# Anyone printed on Felt pool Table fabric?



## ffokazak (Feb 23, 2006)

Has anyone come across this?
Oe of my promoter friends wants me to print onto "Felt" for a pool table.

I think it might melt under the heat... is felt natural fibre?

If so, I wouldnt need to heat it ALL teh way, as it will never be washed, and I have no worries of it washing out.

Let me know if you have any experience!

CheerS!


----------



## Squirts (Feb 17, 2006)

ffokazak said:


> Has anyone come across this?
> Oe of my promoter friends wants me to print onto "Felt" for a pool table.
> 
> I think it might melt under the heat... is felt natural fibre?
> ...


 I haven't printed on felt but I was in the amusement business for many years..and covered alot of pooltables.... the felt comes in different weights and can be very pourious... My real concern is would be how distorted the print may become when it is stretched during the covering process... this could possibly also lead to alot of cracking.... The cloth used on commercial tables is a backed cloth and cuts down dramatically on the pouriousness and the stretching and possibly could be printed with few problems....however
Like you said its not gonna be washed so whats the chances of printing the cloth after its been installed? Possibly a portable screen and a heat gun? 
I would ask him to cut me some samples of the cloth he wants to use to run some test prints on.... They buy it in 500 and 1000 ft rolls and it always ends up with a scrap at the end that can't really be used.... he souldnt have any problem supplying you with a sample... If you can't get any...PM me I think I have some scraps around here somewhere that i could experiment with...


----------



## Jasonda (Aug 16, 2006)

ffokazak said:


> I think it might melt under the heat... is felt natural fibre?


Felt is usually made out of wool, which is a natural fiber. I'm not sure if that applies to pool table felt as well.


----------



## Fluid (Jun 20, 2005)

It is always best to test new materials.

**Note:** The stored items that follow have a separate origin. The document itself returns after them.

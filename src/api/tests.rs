//! Unit tests for the REST client plumbing.

use super::*;
use crate::resource::Resource;
use rstest::rstest;

fn client(host: &str) -> ApiClient {
    ApiClient::new(reqwest::Client::new(), host, AccessToken::new("tok")).expect("valid host")
}

#[test]
fn url_percent_encodes_segments() {
    let api = client("https://ws.cloud.databricks.com");
    let url = api
        .url(&["api", "2.1", "unity-catalog", "catalogs", "team a/b"])
        .expect("url should build");
    assert_eq!(
        url.as_str(),
        "https://ws.cloud.databricks.com/api/2.1/unity-catalog/catalogs/team%20a%2Fb"
    );
}

#[test]
fn invalid_host_is_rejected() {
    let err = ApiClient::new(reqwest::Client::new(), "not a url", AccessToken::new("tok"))
        .expect_err("host must parse");
    assert!(matches!(err, ApiError::InvalidHost { .. }));
}

#[test]
fn workspace_builder_interpolates_deployment_name() {
    let config = crate::test_support::platform_config();
    let client = build_workspace_client(
        reqwest::Client::new(),
        &config,
        AccessToken::new("tok"),
        "dbc-1234",
    )
    .expect("client should build");
    assert_eq!(
        client.api().host().as_str(),
        "https://dbc-1234.cloud.databricks.com/"
    );
}

#[test]
fn debug_output_hides_token() {
    let rendered = format!("{:?}", client("https://accounts.cloud.databricks.com"));
    assert!(!rendered.contains("tok\""), "rendered: {rendered}");
}

#[rstest]
#[case::throttled(429, Severity::Retryable)]
#[case::server(503, Severity::Retryable)]
#[case::unauthorised(401, Severity::Fatal)]
#[case::not_found(404, Severity::Fatal)]
#[case::conflict(409, Severity::Fatal)]
fn status_errors_are_classified(#[case] status: u16, #[case] expected: Severity) {
    let err = ApiError::Status {
        method: String::from("DELETE"),
        path: String::from("/api"),
        status,
        body: String::new(),
    };
    assert_eq!(err.severity(), expected);
}

#[test]
fn transport_errors_are_retryable() {
    let err = ApiError::Transport {
        path: String::from("/api"),
        message: String::from("connection reset"),
    };
    assert_eq!(err.severity(), Severity::Retryable);
}

#[test]
fn account_collection_rejects_workspace_kinds() {
    let account = AccountClient::new(
        client("https://accounts.cloud.databricks.com"),
        String::from("acc"),
    );
    let err = account
        .collection(ResourceKind::Catalog)
        .expect_err("catalogs live in workspaces");
    assert_eq!(
        err,
        ApiError::Unsupported {
            operation: "account collection",
            kind: ResourceKind::Catalog,
        }
    );
}

#[test]
fn workspace_payload_maps_to_resource() {
    let payload = r#"[{"workspace_id":42,"workspace_name":"test-ws1",
        "creation_time":1700000000000,"deployment_name":"dbc-42","pricing_tier":"PREMIUM"}]"#;
    let workspaces: Vec<WorkspaceInfo> = serde_json::from_str(payload).expect("payload parses");
    let resource = Resource::from(workspaces.into_iter().next().expect("one workspace"));
    assert_eq!(resource.id, "42");
    assert_eq!(resource.name, "test-ws1");
    assert_eq!(
        resource.created_at.map(|at| at.timestamp_millis()),
        Some(1_700_000_000_000)
    );
}

#[test]
fn scim_payload_maps_user_name() {
    let payload = r#"{"totalResults":1,"Resources":[{"id":"u1","userName":"a@awsbricks.com"}]}"#;
    let users: models::ScimUserList = serde_json::from_str(payload).expect("payload parses");
    let resources = users
        .resources
        .into_iter()
        .map(Resource::from)
        .collect::<Vec<_>>();
    assert_eq!(
        resources,
        vec![Resource::new(ResourceKind::User, "u1", "a@awsbricks.com")]
    );
}

#[test]
fn empty_catalog_listing_defaults_to_no_items() {
    let catalogs: models::CatalogList = serde_json::from_str("{}").expect("payload parses");
    assert!(catalogs.catalogs.is_empty());
}

#[test]
fn cluster_edit_serialises_single_node_shape() {
    let edit = crate::test_support::cluster_edit("c-1");
    let value = serde_json::to_value(&edit).expect("edit serialises");
    assert_eq!(value["num_workers"], 0);
    assert_eq!(value["data_security_mode"], "SINGLE_USER");
    assert_eq!(value["aws_attributes"]["availability"], "ON_DEMAND");
}

#[test]
fn permissions_serialise_upper_case() {
    let body = models::PermissionAssignment {
        permissions: &[WorkspacePermission::Admin],
    };
    assert_eq!(
        serde_json::to_string(&body).expect("serialises"),
        r#"{"permissions":["ADMIN"]}"#
    );
}

fn account_client() -> AccountClient {
    AccountClient::new(
        client("https://accounts.cloud.databricks.com"),
        String::from("acc"),
    )
}

fn workspace_client() -> WorkspaceClient {
    WorkspaceClient::new(client("https://dbc-1.cloud.databricks.com"))
}

fn json_body(request: &Request) -> serde_json::Value {
    let bytes = request
        .body()
        .and_then(reqwest::Body::as_bytes)
        .expect("request should carry a buffered body");
    serde_json::from_slice(bytes).expect("body should be JSON")
}

fn bearer(request: &Request) -> Option<&str> {
    request
        .headers()
        .get(reqwest::header::AUTHORIZATION)
        .and_then(|value| value.to_str().ok())
}

#[rstest]
#[case::users(ResourceKind::User, "/api/2.0/accounts/acc/scim/v2/Users")]
#[case::metastores(ResourceKind::Metastore, "/api/2.0/accounts/acc/metastores")]
#[case::workspaces(ResourceKind::Workspace, "/api/2.0/accounts/acc/workspaces")]
#[case::networks(ResourceKind::NetworkConfig, "/api/2.0/accounts/acc/networks")]
#[case::storage(
    ResourceKind::StorageConfig,
    "/api/2.0/accounts/acc/storage-configurations"
)]
#[case::credentials(ResourceKind::CredentialConfig, "/api/2.0/accounts/acc/credentials")]
fn account_kinds_list_their_collection(#[case] kind: ResourceKind, #[case] path: &str) {
    let account = account_client();
    let request = account
        .collection(kind)
        .expect("account kind")
        .list_request()
        .expect("request builds");

    assert_eq!(*request.method(), Method::GET);
    assert_eq!(request.url().path(), path);
    assert_eq!(request.url().query(), None);
    assert_eq!(bearer(&request), Some("Bearer tok"));
}

#[rstest]
#[case::users(ResourceKind::User, "/api/2.0/accounts/acc/scim/v2/Users/id-old", None)]
#[case::metastores(
    ResourceKind::Metastore,
    "/api/2.0/accounts/acc/metastores/id-old",
    Some("force=true")
)]
#[case::workspaces(ResourceKind::Workspace, "/api/2.0/accounts/acc/workspaces/id-old", None)]
#[case::networks(ResourceKind::NetworkConfig, "/api/2.0/accounts/acc/networks/id-old", None)]
#[case::storage(
    ResourceKind::StorageConfig,
    "/api/2.0/accounts/acc/storage-configurations/id-old",
    None
)]
#[case::credentials(
    ResourceKind::CredentialConfig,
    "/api/2.0/accounts/acc/credentials/id-old",
    None
)]
fn account_kinds_delete_by_id(
    #[case] kind: ResourceKind,
    #[case] path: &str,
    #[case] query: Option<&str>,
) {
    let account = account_client();
    let target = crate::test_support::resource(kind, "old");
    let request = account
        .collection(kind)
        .expect("account kind")
        .delete_request(&target)
        .expect("request builds");

    assert_eq!(*request.method(), Method::DELETE);
    assert_eq!(request.url().path(), path);
    assert_eq!(request.url().query(), query);
}

#[rstest]
#[case::external_locations(ResourceKind::ExternalLocation, "external-locations")]
#[case::storage_credentials(ResourceKind::StorageCredential, "storage-credentials")]
#[case::catalogs(ResourceKind::Catalog, "catalogs")]
fn unity_catalog_kinds_are_addressed_by_name(
    #[case] kind: ResourceKind,
    #[case] collection: &str,
) {
    let workspace = workspace_client();
    let items = workspace.collection(kind).expect("workspace kind");
    let target = crate::test_support::resource(kind, "old");
    let base = format!("/api/2.1/unity-catalog/{collection}");

    let list = items.list_request().expect("list builds");
    assert_eq!(*list.method(), Method::GET);
    assert_eq!(list.url().path(), base);

    let delete = items.delete_request(&target).expect("delete builds");
    assert_eq!(*delete.method(), Method::DELETE);
    assert_eq!(delete.url().path(), format!("{base}/old"));
    assert_eq!(delete.url().query(), Some("force=true"));

    let owner = items
        .owner_request(&target, "sp-owner")
        .expect("owner update builds");
    assert_eq!(*owner.method(), Method::PATCH);
    assert_eq!(owner.url().path(), format!("{base}/old"));
    assert_eq!(json_body(&owner), serde_json::json!({ "owner": "sp-owner" }));
    assert_eq!(bearer(&owner), Some("Bearer tok"));
}

#[test]
fn admin_assignment_puts_permissions_for_principal() {
    let request = account_client()
        .assignment_request(42, "sp-admin", &[WorkspacePermission::Admin])
        .expect("request builds");

    assert_eq!(*request.method(), Method::PUT);
    assert_eq!(
        request.url().path(),
        "/api/2.0/accounts/acc/workspaces/42/permissionassignments/principals/sp-admin"
    );
    assert_eq!(
        json_body(&request),
        serde_json::json!({ "permissions": ["ADMIN"] })
    );
}

#[test]
fn workspace_listing_uses_account_collection_path() {
    let request = account_client()
        .workspaces_request()
        .expect("request builds");
    assert_eq!(request.url().path(), "/api/2.0/accounts/acc/workspaces");
}

#[test]
fn cluster_requests_post_to_clusters_api() {
    let workspace = workspace_client();

    let edit = workspace
        .edit_request(&crate::test_support::cluster_edit("c-1"))
        .expect("edit builds");
    assert_eq!(*edit.method(), Method::POST);
    assert_eq!(edit.url().path(), "/api/2.1/clusters/edit");
    assert_eq!(json_body(&edit)["cluster_id"], "c-1");

    let start = workspace.start_request("c-1").expect("start builds");
    assert_eq!(*start.method(), Method::POST);
    assert_eq!(start.url().path(), "/api/2.1/clusters/start");
    assert_eq!(json_body(&start), serde_json::json!({ "cluster_id": "c-1" }));
}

If you can try sampling a small cut of the material, print and cure as you normally would a shirt. Adjust your temp and belt speed from the test. You may just need to speed upt he belt and run the material/print through a couple of times.


----------



## ffokazak (Feb 23, 2006)

Wow guys, thanks for all teh help!

Everything you says makes sense to me. 
i would prefer to print it in the hall when its on the table. Heat gun, or even Flash , carefully applied would dry it enough as it wouldnt ever flake off. 

What teh heck do you charge to do "On site" screen printing!

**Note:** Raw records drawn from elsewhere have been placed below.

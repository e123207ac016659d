//! Command-line interface definitions for the `bricksweep` binaries.
//!
//! This module centralises the clap parser structures so both binaries and
//! the build script can reuse them when generating the manual pages. Flag
//! names keep the underscore spelling operators already script against.

use clap::{Parser, ValueEnum};

/// Arguments for the `bricksweep` binary.
#[derive(Debug, Parser)]
#[command(
    name = "bricksweep",
    about = "Delete stale Databricks account and Unity Catalog resources"
)]
pub struct SweepCli {
    /// Databricks account id.
    #[arg(long = "databricks_account_id", env = "DATABRICKS_ACCOUNT_ID")]
    pub databricks_account_id: String,
    /// Deployment name of the workspace whose Unity Catalog objects are
    /// swept.
    #[arg(long = "databricks_workspace_id", env = "DATABRICKS_WORKSPACE_ID")]
    pub databricks_workspace_id: String,
    /// Service principal client id.
    #[arg(long = "client_id", env = "DATABRICKS_CLIENT_ID")]
    pub client_id: String,
    /// Service principal client secret.
    #[arg(long = "client_secret", env = "DATABRICKS_CLIENT_SECRET")]
    pub client_secret: String,
    /// Delete resources whose name starts with this prefix instead of
    /// selecting by age.
    #[arg(long)]
    pub prefix: Option<String>,
    /// Log what would be deleted without deleting anything.
    #[arg(long = "dry_run")]
    pub dry_run: bool,
    /// Age in days after which unprefixed resources are deleted. Overrides
    /// the configured value.
    #[arg(long = "max_age_days", value_name = "DAYS")]
    pub max_age_days: Option<u32>,
    /// What to do when a sweep stage fails.
    #[arg(long = "on_failure", value_enum, default_value_t = FailureMode::Abort)]
    pub on_failure: FailureMode,
}

/// Arguments for the `bricksweep-update` binary.
#[derive(Debug, Parser)]
#[command(
    name = "bricksweep-update",
    about = "Reconfigure workshop clusters and workspace permissions"
)]
pub struct UpdateCli {
    /// Databricks account id.
    #[arg(long = "databricks_account_id", env = "DATABRICKS_ACCOUNT_ID")]
    pub databricks_account_id: String,
    /// Service principal client id.
    #[arg(long = "client_id", env = "DATABRICKS_CLIENT_ID")]
    pub client_id: String,
    /// Service principal client secret.
    #[arg(long = "client_secret", env = "DATABRICKS_CLIENT_SECRET")]
    pub client_secret: String,
    /// Log what would change without changing anything.
    #[arg(long = "dry_run")]
    pub dry_run: bool,
    /// Operation to perform.
    #[arg(long, value_enum, default_value_t = UpdateAction::UpdateClusters)]
    pub action: UpdateAction,
    /// Only process this deployment. Overrides the configured target.
    #[arg(long = "deployment_name", value_name = "NAME")]
    pub deployment_name: Option<String>,
}

/// Failure handling accepted by `--on_failure`.
#[derive(Clone, Copy, Debug, Default, Eq, PartialEq, ValueEnum)]
pub enum FailureMode {
    /// Stop at the first failure.
    #[default]
    Abort,
    /// Keep going past throttling, server and transport errors.
    ContinueRetryable,
    /// Keep going past every failure.
    Continue,
}

/// Operations offered by `bricksweep-update`.
#[derive(Clone, Copy, Debug, Default, Eq, PartialEq, ValueEnum)]
pub enum UpdateAction {
    /// Rewrite every cluster to the workshop shape.
    #[default]
    UpdateClusters,
    /// Start every cluster.
    StartClusters,
    /// Grant the admin principal admin on every workspace.
    GrantAdmin,
}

I dont even know where to start.......

but thanks tons!

Andrew


----------



## Squirts (Feb 17, 2006)

ffokazak said:


> Wow guys, thanks for all teh help!
> 
> What teh heck do you charge to do "On site" screen printing!
> 
> ...


 Charge enough that you'd still want to go do it even if you had a toothache, your back hurt, your wife just told you she wants a divorce and you may have to walk there because your car wont start....LOL 

Obviously I have no idea either.... But it wouldn't be cheap.... let us know how it turns out....


----------



## Solmu (Aug 15, 2005)

ffokazak said:


> I think it might melt under the heat... is felt natural fibre?


Felt isn't a fibre, it's a fabric type. Man made fibres don't felt (or felt extremely poorly at best) so it is generally natural (there may be exceptions to that, but none I know of). Wool is the most common felted fibre.


----------



## Solmu (Aug 15, 2005)

ffokazak said:


> i would prefer to print it in the hall when its on the table. Heat gun, or even Flash , carefully applied would dry it enough as it wouldnt ever flake off.

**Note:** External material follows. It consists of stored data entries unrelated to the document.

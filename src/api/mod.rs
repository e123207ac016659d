//! REST clients for the account and workspace control planes.
//!
//! [`AccountClient`] talks to the account console host and
//! [`WorkspaceClient`] to one workspace host. Both are thin wrappers over a
//! shared [`ApiClient`] that attaches the bearer token, checks the status of
//! every response and decodes JSON bodies. Calls are never retried.

use std::fmt;
use std::future::Future;
use std::pin::Pin;

use reqwest::{Method, Request, RequestBuilder, Url};
use serde::Serialize;
use serde::de::DeserializeOwned;

use crate::auth::AccessToken;
use crate::config::PlatformConfig;
use crate::resource::ResourceKind;

mod collections;
mod error;
pub mod models;

pub use collections::{AccountCollection, WorkspaceCollection};
pub use error::{ApiError, Severity};
pub use models::{ClusterEdit, ClusterInfo, InstanceProfile, WorkspaceInfo, WorkspacePermission};

/// Future returned by API capability traits.
pub type ApiFuture<'a, T> = Pin<Box<dyn Future<Output = Result<T, ApiError>> + Send + 'a>>;

/// Authenticated HTTP client bound to one host.
#[derive(Clone)]
pub struct ApiClient {
    http: reqwest::Client,
    host: Url,
    token: AccessToken,
}

impl fmt::Debug for ApiClient {
    fn fmt(&self, f: &mut fmt::Formatter<'_>) -> fmt::Result {
        f.debug_struct("ApiClient")
            .field("host", &self.host.as_str())
            .field("token", &self.token)
            .finish_non_exhaustive()
    }
}

impl ApiClient {
    /// Creates a client for `host`.
    ///
    /// # Errors
    ///
    /// Returns [`ApiError::InvalidHost`] when `host` is not an absolute URL
    /// that can carry a path.
    pub fn new(http: reqwest::Client, host: &str, token: AccessToken) -> Result<Self, ApiError> {
        let parsed = Url::parse(host).map_err(|err| ApiError::InvalidHost {
            host: host.to_owned(),
            message: err.to_string(),
        })?;
        if parsed.cannot_be_a_base() {
            return Err(ApiError::InvalidHost {
                host: host.to_owned(),
                message: String::from("host cannot carry a path"),
            });
        }
        Ok(Self {
            http,
            host: parsed,
            token,
        })
    }

    /// Host the client is bound to.
    #[must_use]
    pub const fn host(&self) -> &Url {
        &self.host
    }

    /// Appends path segments to the host, percent-encoding each one.
    pub(crate) fn url(&self, segments: &[&str]) -> Result<Url, ApiError> {
        let mut url = self.host.clone();
        url.path_segments_mut()
            .map_err(|()| ApiError::InvalidHost {
                host: self.host.to_string(),
                message: String::from("host cannot carry a path"),
            })?
            .pop_if_empty()
            .extend(segments);
        Ok(url)
    }

    /// Builds an authenticated `GET` request.
    pub(crate) fn get(&self, segments: &[&str]) -> Result<Request, ApiError> {
        self.build(Method::GET, segments, |builder| builder)
    }

    /// Builds an authenticated `DELETE` request with optional query pairs.
    pub(crate) fn delete(
        &self,
        segments: &[&str],
        query: &[(&str, &str)],
    ) -> Result<Request, ApiError> {
        self.build(Method::DELETE, segments, |builder| builder.query(query))
    }

    /// Builds an authenticated request carrying a JSON body.
    pub(crate) fn json<B>(
        &self,
        method: Method,
        segments: &[&str],
        body: &B,
    ) -> Result<Request, ApiError>
    where
        B: Serialize + ?Sized,
    {
        self.build(method, segments, |builder| builder.json(body))
    }

    fn build(
        &self,
        method: Method,
        segments: &[&str],
        finish: impl FnOnce(RequestBuilder) -> RequestBuilder,
    ) -> Result<Request, ApiError> {
        let url = self.url(segments)?;
        let path = url.path().to_owned();
        let builder = self
            .http
            .request(method, url)
            .bearer_auth(self.token.secret());
        finish(builder)
            .build()
            .map_err(|err| ApiError::Request {
                path,
                message: err.to_string(),
            })
    }

    async fn send(&self, request: Request) -> Result<reqwest::Response, ApiError> {
        let method = request.method().to_string();
        let path = request.url().path().to_owned();
        let response = self
            .http
            .execute(request)
            .await
            .map_err(|err| ApiError::Transport {
                path: path.clone(),
                message: err.to_string(),
            })?;
        let status = response.status();
        if status.is_success() {
            return Ok(response);
        }
        let body = response.text().await.unwrap_or_default();
        Err(ApiError::Status {
            method,
            path,
            status: status.as_u16(),
            body,
        })
    }

    /// Sends `request` and discards the response body.
    pub(crate) async fn execute(&self, request: Request) -> Result<(), ApiError> {
        self.send(request).await?;
        Ok(())
    }

    /// Sends `request` and decodes the JSON response body.
    pub(crate) async fn execute_json<T>(&self, request: Request) -> Result<T, ApiError>
    where
        T: DeserializeOwned,
    {
        let path = request.url().path().to_owned();
        let response = self.send(request).await?;
        let body = response.text().await.map_err(|err| ApiError::Transport {
            path: path.clone(),
            message: err.to_string(),
        })?;
        serde_json::from_str(&body).map_err(|err| ApiError::Decode {
            path,
            message: err.to_string(),
        })
    }
}

/// Client for account-level APIs (`/api/2.0/accounts/{account_id}/...`).
#[derive(Clone, Debug)]
pub struct AccountClient {
    api: ApiClient,
    account_id: String,
}

impl AccountClient {
    /// Wraps an [`ApiClient`] bound to the accounts host.
    #[must_use]
    pub const fn new(api: ApiClient, account_id: String) -> Self {
        Self { api, account_id }
    }

    /// Account the client operates on.
    #[must_use]
    pub fn account_id(&self) -> &str {
        &self.account_id
    }

    /// Underlying HTTP client.
    #[must_use]
    pub const fn api(&self) -> &ApiClient {
        &self.api
    }

    /// Collection for an account-scoped resource kind.
    ///
    /// # Errors
    ///
    /// Returns [`ApiError::Unsupported`] for workspace-scoped kinds.
    pub fn collection(
        &self,
        kind: ResourceKind,
    ) -> Result<AccountCollection<'_>, ApiError> {
        AccountCollection::new(self, kind)
    }

    /// Lists every workspace in the account.
    ///
    /// # Errors
    ///
    /// Returns [`ApiError`] when the call fails.
    pub async fn list_workspaces(&self) -> Result<Vec<WorkspaceInfo>, ApiError> {
        self.api.execute_json(self.workspaces_request()?).await
    }

    /// Replaces a principal's permissions on a workspace.
    ///
    /// # Errors
    ///
    /// Returns [`ApiError`] when the call fails.
    pub async fn assign_workspace_permissions(
        &self,
        workspace_id: i64,
        principal_id: &str,
        permissions: &[WorkspacePermission],
    ) -> Result<(), ApiError> {
        let request = self.assignment_request(workspace_id, principal_id, permissions)?;
        self.api.execute(request).await
    }

    fn workspaces_request(&self) -> Result<Request, ApiError> {
        self.api
            .get(&["api", "2.0", "accounts", &self.account_id, "workspaces"])
    }

    fn assignment_request(
        &self,
        workspace_id: i64,
        principal_id: &str,
        permissions: &[WorkspacePermission],
    ) -> Result<Request, ApiError> {
        let workspace = workspace_id.to_string();
        self.api.json(
            Method::PUT,
            &[
                "api",
                "2.0",
                "accounts",
                &self.account_id,
                "workspaces",
                &workspace,
                "permissionassignments",
                "principals",
                principal_id,
            ],
            &models::PermissionAssignment { permissions },
        )
    }
}

/// Client for workspace-level APIs.
#[derive(Clone, Debug)]
pub struct WorkspaceClient {
    api: ApiClient,
}

impl WorkspaceClient {
    /// Wraps an [`ApiClient`] bound to a workspace host.
    #[must_use]
    pub const fn new(api: ApiClient) -> Self {
        Self { api }
    }

    /// Underlying HTTP client.
    #[must_use]
    pub const fn api(&self) -> &ApiClient {
        &self.api
    }

    /// Collection for a workspace-scoped resource kind.
    ///
    /// # Errors
    ///
    /// Returns [`ApiError::Unsupported`] for account-scoped kinds.
    pub fn collection(
        &self,
        kind: ResourceKind,
    ) -> Result<WorkspaceCollection<'_>, ApiError> {
        WorkspaceCollection::new(self, kind)
    }

    /// Lists every cluster in the workspace.
    ///
    /// # Errors
    ///
    /// Returns [`ApiError`] when the call fails.
    pub async fn list_clusters(&self) -> Result<Vec<ClusterInfo>, ApiError> {
        let request = self.api.get(&["api", "2.1", "clusters", "list"])?;
        let list: models::ClusterList = self.api.execute_json(request).await?;
        Ok(list.clusters)
    }

    /// Lists instance profiles registered with the workspace.
    ///
    /// # Errors
    ///
    /// Returns [`ApiError`] when the call fails.
    pub async fn list_instance_profiles(&self) -> Result<Vec<InstanceProfile>, ApiError> {
        let request = self.api.get(&["api", "2.0", "instance-profiles", "list"])?;
        let list: models::InstanceProfileList = self.api.execute_json(request).await?;
        Ok(list.instance_profiles)
    }

    /// Replaces a cluster's specification.
    ///
    /// # Errors
    ///
    /// Returns [`ApiError`] when the call fails.
    pub async fn edit_cluster(&self, edit: &ClusterEdit) -> Result<(), ApiError> {
        self.api.execute(self.edit_request(edit)?).await
    }

    /// Starts a terminated cluster.
    ///
    /// # Errors
    ///
    /// Returns [`ApiError`] when the call fails.
    pub async fn start_cluster(&self, cluster_id: &str) -> Result<(), ApiError> {
        self.api.execute(self.start_request(cluster_id)?).await
    }

    fn edit_request(&self, edit: &ClusterEdit) -> Result<Request, ApiError> {
        self.api
            .json(Method::POST, &["api", "2.1", "clusters", "edit"], edit)
    }

    fn start_request(&self, cluster_id: &str) -> Result<Request, ApiError> {
        self.api.json(
            Method::POST,
            &["api", "2.1", "clusters", "start"],
            &models::ClusterStart { cluster_id },
        )
    }
}

/// Builds the account-scoped client.
///
/// # Errors
///
/// Returns [`ApiError::InvalidHost`] when the configured accounts host is
/// not a URL.
pub fn build_account_client(
    http: reqwest::Client,
    config: &PlatformConfig,
    token: AccessToken,
    account_id: &str,
) -> Result<AccountClient, ApiError> {
    let api = ApiClient::new(http, &config.accounts_host, token)?;
    Ok(AccountClient::new(api, account_id.to_owned()))
}

/// Builds a workspace-scoped client for a deployment name.
///
/// # Errors
///
/// Returns [`ApiError::InvalidHost`] when the interpolated host is not a URL.
pub fn build_workspace_client(
    http: reqwest::Client,
    config: &PlatformConfig,
    token: AccessToken,
    workspace: &str,
) -> Result<WorkspaceClient, ApiError> {
    let api = ApiClient::new(http, &config.workspace_host(workspace), token)?;
    Ok(WorkspaceClient::new(api))
}

#[cfg(test)]
mod tests;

If you used waterbased ink you could skip a lot of that equipment. Either print it, let it dry, and don't even worry about curing it (since it won't be washed), or run an iron over it to help it along a bit. Either way, easier. Plus the ink will have a lower profile on the table, which should 1) Have less affect on play, 2) Wear better.

I'd probably use weights on the corners of the screen to help stop movement. It should be very easy to print... the hardest part will be getting the screen out of there again with no mess.


----------



## Jasonda (Aug 16, 2006)

Andrew,

Maybe you can buy a piece of felt from the craft store and test it out before you try it on the pool table? Just a thought.


----------



## ffokazak (Feb 23, 2006)

Its white on black, so Waterbased is out of the question. 

I need to use plastisol. Im going to use a 156 mesh to eliminate the thick covereage. 

Well see what happens......


----------